“Bright lights attract birds from great distances. While the torch in the Bartholdi Statue of Liberty in New York Harbor was kept lighted, the sacrifice of life it caused was enormous, even reaching a maximum of 700 birds in a month. A flashing light frightens birds away, and a red light is avoided by them as if it were a danger signal, but a steady white light looming out of mist or darkness seems to act like a magnet and draws the wanderers to destruction. Coming from any direction, they veer around to the leeward side, and then, flying against the wind, dash themselves against the pitiless glass.
Distance of Migration
“The length of the migration journey varies enormously. Some birds do not migrate at all. Many a Cardinal, Carolina Wren, and Bob-white rounds out its whole contented life within ten miles of its birthplace. Other birds, for instance, the Pine Warbler and the Black-headed Grosbeak, do not venture in winter south of the breeding range, so that with them fall migration is only a withdrawal from the northern and a concentration in the southern part of the summer home—the Warbler in about a fourth and the Grosbeak in less than an eighth of the summer area.

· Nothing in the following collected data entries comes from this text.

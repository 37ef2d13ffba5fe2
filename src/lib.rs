pub mod autostart;
pub mod background;
pub mod clock;
pub mod compositor;
pub mod glyph;
pub mod gui;
pub mod logging;
pub mod mask;
pub mod paths;
pub mod settings;
pub mod tray;
pub mod visibility;
pub mod widget;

“The next variation is illustrated by the Robin, which occurs as a species in the middle districts of the United States throughout the year, in Canada only in summer, and along the Gulf of Mexico only in winter. Probably no individual Robin is a continuous resident in any section; but the Robin that nests, let us say, in southern Missouri will spend the winter near the Gulf, while his hardy Canada-bred cousin will be the winter tenant of the abandoned summer home of the southern bird.

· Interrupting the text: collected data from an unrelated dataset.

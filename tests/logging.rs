use std::{fs, thread::sleep, time::Duration};

use serial_test::serial;
use tempfile::tempdir;

#[test]
#[serial]
fn writes_log_file() {
    let dir = tempdir().unwrap();
    let path = dir.path().join("secclock.log");

    sec_clock::logging::init(true, Some(path.clone()));
    tracing::info!("clock started");

    sleep(Duration::from_millis(100));

    assert!(path.exists(), "log file was not created");
    let contents = fs::read_to_string(path).unwrap();
    assert!(contents.contains("clock started"));
}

“Most migrants entirely change their abode twice a year, and some of them travel immense distances. Of the land-birds, the common eastern Night Hawk seems to deserve the first place among those whose winter homes are widely distant from their breeding-grounds. Alaska and Patagonia, separated by 115 degrees of latitude, are the extremes of the summer and winter homes of the bird, and each spring many a Night Hawk travels the 5000 miles that lie between. But some of the shore-birds are still more inveterate voyagers. These cover from 6000 to 8000 miles each way, and appear to make travelling their chief occupation.
Routes of Migration
“Birds often seem eccentric in choice of route, and many land-birds do not take the shortest line. The fifty species from New England that winter in South America, instead of making the direct trip over the Atlantic, involving a flight of 2000 miles, take a slightly longer route which follows the coast of Florida, and passes thence, by island or mainland, to South America. What would seem, at first sight, to be a natural and convenient migratory highway extends from Florida through the Bahamas or Cuba to Haiti, Porto Rico, and the Lesser Antilles, and thence to South America.
The Bobolink Route
“Chief among these dauntless voyagers is the Bobolink, fresh from despoiling the Carolina rice-fields, waxed fat from his gormandizing, and so surcharged with energy that the 500-mile flight to South America on the way to the waving pampas of southern Brazil seems a small hardship. Indeed, many Bobolinks appear to scorn the Jamaican resting-point and to compass in a single flight the 700 miles from Cuba to South America. With the Bobolink is an incongruous company of travelling companions—a Vireo, a King Bird, and a Night Hawk that summer in Florida; the queer Chuck-will’s-widow of the Gulf States; the two New England Cuckoos; the trim Alice’s Thrush from Quebec; the cosmopolitan Bank Swallow from frozen Labrador, and the Black-poll Warbler from far-off Alaska. But the Bobolinks so far outnumber all the rest of the motley crew that the passage across the Caribbean Sea from Cuba to South America may with propriety be called the ‘Bobolink route.’ Occasionally a mellow-voiced Wood Thrush joins the assemblage, or a green-gold Tanager, which will prepare in its winter home its next summer livery of flaming scarlet. But the ‘Bobolink route,’ as a whole, is not popular with other birds, and the many that traverse it are but a fraction of the thousands of North American birds that spend the winter holiday in South America.